Prégardien tampoco necesita añadir variedad por esos medios: ni una sola de sus repeticiones suena rutinaria y él sabe cómo diferenciar una de otra introduciendo levísimas inflexiones, como hizo en la frase final de las cuatro estrofas de Morgengruß, otras tantas auténticas variaciones sobre una misma melodía, demorando levemente y de forma casi imperceptible el descenso de semitono final (Fa-Mi). Roger Vignoles, que se las sabe todas, esperaba a su compañero cuando, en las canciones rápidas, Prégardien no podía mantener la uniformidad del tempo o necesitaba introducir alguna toma de aire adicional.

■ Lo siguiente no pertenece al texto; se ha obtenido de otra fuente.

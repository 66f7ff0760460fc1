/// Generate the template written by `antpath --init`.
pub fn generate_init_template() -> String {
	r#"# antpath configuration
#
# Routes are tried in order. Sub-routes are tried before their parent,
# and the first route whose pattern matches the request path is used.
#
# Patterns:
#   ?   one character
#   *   any characters within one segment
#   **  zero or more whole segments

# Stop looking for .antpath.toml files in parent directories.
root = true

# separator = "/"
# login-path = "/auth/login"
# max-pattern-segments = 32

[[routes]]
path = "/admin/**"
conditions = [{ type = "require_env", var = "ANTPATH_ADMIN" }]

[[routes.sub_routes]]
path = "/admin/legacy/**"
conditions = [{ type = "redirect", to = "/admin", keep_wildcard = true }]

[[routes]]
path = "/account/*"
conditions = [{ type = "deny" }]
"#
	.to_string()
}
use crate::matcher::tokenizer::tokenize;

/// Return the part of `path` that lies under the wildcard part of `pattern`.
///
/// Extraction starts at the first pattern token holding `*` or `?` and runs
/// to the end. Each position that has a path segment contributes it, and a
/// separator follows every position except the last one. The last pattern
/// position takes all remaining path segments, so a trailing `**` yields
/// the whole tail.
///
/// The result is positional: callers must check that the pattern matches
/// the path first, otherwise the output is meaningless.
pub fn extract_wildcard_path(pattern: &str, path: &str, separator: char) -> String {
	let pattern_parts = tokenize(pattern, separator);
	let path_parts = tokenize(path, separator);

	let mut buffer = String::new();
	let mut started = false;

	for (i, part) in pattern_parts.iter().enumerate() {
		started |= has_wildcard(part);
		if !started {
			continue;
		}

		let last = i + 1 == pattern_parts.len();
		if last {
			if let Some(rest) = path_parts.get(i..) {
				let mut rest = rest.iter();
				if let Some(first) = rest.next() {
					buffer.push_str(first);
				}
				for segment in rest {
					buffer.push(separator);
					buffer.push_str(segment);
				}
			}
		} else {
			if let Some(segment) = path_parts.get(i) {
				buffer.push_str(segment);
			}
			buffer.push(separator);
		}
	}

	buffer
}

pub(crate) fn has_wildcard(s: &str) -> bool {
	s.contains(['*', '?'])
}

Al igual que el tenor, Vignoles optó por un drama mucho más interior que exterior, cargando las tintas en las canciones más intimistas y reflexivas. Y su mano izquierda no ha perdido un ápice de la sutileza y la presencia sonora de siempre.

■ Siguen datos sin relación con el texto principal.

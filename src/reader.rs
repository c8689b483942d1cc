use std::fs::File;

use crate::{
    adaptor::{EdgeAdaptor, NodeAdaptor},
    err::{anyhow, Context, Error, Result},
    population::{EdgePopulation, NodeId, NodePopulation},
    Map,
};
use serde::{de::DeserializeOwned, Deserialize, Serialize};
use serde_json::Value;

#[derive(Debug, Serialize, Deserialize, Clone, PartialEq)]
#[serde(untagged)]
pub enum Attribute {
    Bool(bool),
    Float(f64),
    String(String),
}

impl From<&Attribute> for Value {
    fn from(value: &Attribute) -> Self {
        match value {
            Attribute::Bool(b) => Value::Bool(*b),
            Attribute::Float(f) => serde_json::Number::from_f64(*f)
                .map(Value::Number)
                .unwrap_or(Value::Null),
            Attribute::String(s) => Value::String(s.clone()),
        }
    }
}

fn drop_nulls(attributes: &mut Map<String, Attribute>) {
    attributes.retain(|_, v| !matches!(v, Attribute::String(s) if s == "NULL"));
}

/// Types are defined in CSV files with one named column for each attribute.
/// Separator is a single space.
/// Columns are:
/// - node_type_id: required; defines the node_type_id of this row.
/// - pop_name: optional; restricts the type to one population. Multiple
///   populations may define the same node_type_id.
/// - model_type: required, and may be defined only in the node_types.csv
/// - any number of additional columns.
#[derive(Debug, Serialize, Deserialize, Clone)]
pub struct NodeType {
    #[serde(rename = "node_type_id")]
    pub type_id: u64,
    #[serde(rename = "pop_name")]
    pub population: Option<String>,
    pub model_type: String,
    #[serde(flatten)]
    pub attributes: Map<String, Attribute>,
}

impl NodeType {
    pub fn is_virtual(&self) -> bool {
        self.model_type == "virtual"
    }

    fn applies_to(&self, population: &str) -> bool {
        self.population.as_deref().map_or(true, |p| p == population || p == "NULL")
    }
}

/// types are defined in a CSV file of named columns; separator is a single space.
/// - edge_type_id; required
/// - pop_name; optional; handles populations defining the same edge_type_id
/// - any number of additional columns may freely be added.
#[derive(Debug, Serialize, Deserialize, Clone)]
pub struct EdgeType {
    #[serde(rename = "edge_type_id")]
    pub type_id: u64,
    #[serde(rename = "pop_name")]
    pub population: Option<String>,
    #[serde(flatten)]
    pub attributes: Map<String, Attribute>,
}

impl EdgeType {
    fn applies_to(&self, population: &str) -> bool {
        self.population.as_deref().map_or(true, |p| p == population || p == "NULL")
    }
}

/// One node population as found on disk, types not yet joined in.
#[derive(Debug, Clone, Default)]
pub struct NodeTable {
    pub name: String,
    pub node_ids: Vec<NodeId>,
    pub type_ids: Vec<u64>,
    /// per node overrides of the type attributes
    pub attributes: Vec<Map<String, Attribute>>,
    /// types usable by this population
    pub types: Vec<NodeType>,
}

/// One edge population as found on disk.
#[derive(Debug, Clone, Default)]
pub struct EdgeTable {
    pub name: String,
    pub source_pop: String,
    pub target_pop: String,
    pub type_ids: Vec<u64>,
    pub source_ids: Vec<NodeId>,
    pub target_ids: Vec<NodeId>,
    pub attributes: Vec<Map<String, Attribute>>,
    pub types: Vec<EdgeType>,
}

pub trait Reader {
    /// Every node population found in `nodes_file`.
    fn load_nodes(
        &self,
        nodes_file: &str,
        node_types_file: &str,
        gid_map: Option<&str>,
        adaptor: &dyn NodeAdaptor,
    ) -> Result<Vec<Box<dyn NodePopulation>>>;

    /// Every edge population found in `edges_file`.
    fn load_edges(
        &self,
        edges_file: &str,
        edge_types_file: &str,
        adaptor: &dyn EdgeAdaptor,
    ) -> Result<Vec<Box<dyn EdgePopulation>>>;
}

#[derive(Debug, Deserialize)]
struct NodeRow {
    population: String,
    node_id: NodeId,
    node_type_id: u64,
    #[serde(flatten)]
    attributes: Map<String, Attribute>,
}

#[derive(Debug, Deserialize)]
struct EdgeRow {
    population: String,
    edge_type_id: u64,
    source_population: String,
    source_node_id: NodeId,
    target_population: String,
    target_node_id: NodeId,
    #[serde(flatten)]
    attributes: Map<String, Attribute>,
}

/// Reads types and instances from delimited text tables.
///
/// Node instances have the columns
///   population node_id node_type_id [attribute ...]
/// and edge instances
///   population edge_type_id source_population source_node_id target_population target_node_id [attribute ...]
/// Populations appear in the order of their first row.
#[derive(Debug, Clone)]
pub struct CsvReader {
    pub delimiter: u8,
}

impl Default for CsvReader {
    fn default() -> Self {
        Self { delimiter: b' ' }
    }
}

impl CsvReader {
    fn read<T: DeserializeOwned>(&self, path: &str, what: &str) -> anyhow::Result<Vec<T>> {
        let rd = File::open(path).with_context(|| format!("Opening {what} {path:?}"))?;
        csv::ReaderBuilder::new()
            .delimiter(self.delimiter)
            .from_reader(rd)
            .deserialize()
            .map(|it| it.map_err(anyhow::Error::from))
            .collect::<anyhow::Result<Vec<T>>>()
            .with_context(|| format!("Parsing {what} {path:?}"))
    }

    pub fn read_node_tables(&self, nodes_file: &str, node_types_file: &str) -> Result<Vec<NodeTable>> {
        let mut types = self.read::<NodeType>(node_types_file, "node types")?;
        types.iter_mut().for_each(|ty| drop_nulls(&mut ty.attributes));

        let mut tables: Vec<NodeTable> = Vec::new();
        let mut index = Map::new();
        for mut row in self.read::<NodeRow>(nodes_file, "node instances")? {
            drop_nulls(&mut row.attributes);
            let ix = *index.entry(row.population.clone()).or_insert_with(|| {
                tables.push(NodeTable {
                    name: row.population.clone(),
                    ..Default::default()
                });
                tables.len() - 1
            });
            let table = &mut tables[ix];
            table.node_ids.push(row.node_id);
            table.type_ids.push(row.node_type_id);
            table.attributes.push(row.attributes);
        }
        for table in tables.iter_mut() {
            table.types = types
                .iter()
                .filter(|ty| ty.applies_to(&table.name))
                .cloned()
                .collect();
        }
        Ok(tables)
    }

    pub fn read_edge_tables(&self, edges_file: &str, edge_types_file: &str) -> Result<Vec<EdgeTable>> {
        let mut types = self.read::<EdgeType>(edge_types_file, "edge types")?;
        types.iter_mut().for_each(|ty| drop_nulls(&mut ty.attributes));

        let mut tables: Vec<EdgeTable> = Vec::new();
        let mut index = Map::new();
        for mut row in self.read::<EdgeRow>(edges_file, "edge instances")? {
            drop_nulls(&mut row.attributes);
            let ix = *index.entry(row.population.clone()).or_insert_with(|| {
                tables.push(EdgeTable {
                    name: row.population.clone(),
                    source_pop: row.source_population.clone(),
                    target_pop: row.target_population.clone(),
                    ..Default::default()
                });
                tables.len() - 1
            });
            let table = &mut tables[ix];
            if table.source_pop != row.source_population || table.target_pop != row.target_population {
                return Err(anyhow!(
                    "Edge population {} in {edges_file:?} connects more than one pair of node populations",
                    table.name
                )
                .into());
            }
            table.type_ids.push(row.edge_type_id);
            table.source_ids.push(row.source_node_id);
            table.target_ids.push(row.target_node_id);
            table.attributes.push(row.attributes);
        }
        for table in tables.iter_mut() {
            table.types = types
                .iter()
                .filter(|ty| ty.applies_to(&table.name))
                .cloned()
                .collect();
        }
        Ok(tables)
    }
}

impl Reader for CsvReader {
    fn load_nodes(
        &self,
        nodes_file: &str,
        node_types_file: &str,
        gid_map: Option<&str>,
        adaptor: &dyn NodeAdaptor,
    ) -> Result<Vec<Box<dyn NodePopulation>>> {
        if let Some(gids) = gid_map {
            return Err(Error::Unsupported(format!(
                "identifier remapping ({gids}) with the CSV reader"
            )));
        }
        self.read_node_tables(nodes_file, node_types_file)?
            .into_iter()
            .map(|table| adaptor.adapt(table))
            .collect()
    }

    fn load_edges(
        &self,
        edges_file: &str,
        edge_types_file: &str,
        adaptor: &dyn EdgeAdaptor,
    ) -> Result<Vec<Box<dyn EdgePopulation>>> {
        self.read_edge_tables(edges_file, edge_types_file)?
            .into_iter()
            .map(|table| adaptor.adapt(table))
            .collect()
    }
}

Los grandes músicos jamás eligen las propias por capricho. Del consolador Mi mayor de Des Baches Wiegenlied pasamos a idéntica tonalidad en Der Lindenbaum, la quinta canción de Winterreise (también habría otro puente natural entre la “lluvia de lágrimas” de La bella molinera y las “lágrimas heladas” de Viaje de invierno). Y de ahí, añadiendo un sostenido, al Si mayor de Nacht und Träume, el prodigio schubertiano a partir de un poema casi inocuo de Matthäus von Collin, que a su vez enlazaba con el clima onírico de El tilo. Todo encajaba perfectamente y Christoph Prégardien se valió del último verso (“Holde Träume, kehret wieder!”, “Dulces sueños, ¡volved!”) para expresar su alegría de poder actuar por fin frente a un público real (y no solo delante de unas cámaras) y su deseo de que la vida cultural, tal como la conocíamos, regrese también pronto. A ninguno de los dos se les notó, como está siendo tan habitual en los últimos meses, el parón en su actividad y la falta de familiaridad sobrevenida en el escenario. De hecho, Roger Vignoles ha estado ofreciendo desde que empezó la pandemia una serie de lo que ha bautizado como Long-Distance Lieder (Canciones de larga distancia), con él en su casa de Londres y los diversos cantantes en sus respectivos lugares de residencia. Prégardien parecía no haber interrumpido en ningún momento su carrera, tal era la naturalidad, fluidez y expresividad con que cantaba, como ha hecho siempre. Nunca ha sido un divo, por fortuna, como esos otros tenores de relumbrón, pero su magisterio y su sensibilidad han dejado y seguirán dejando huella.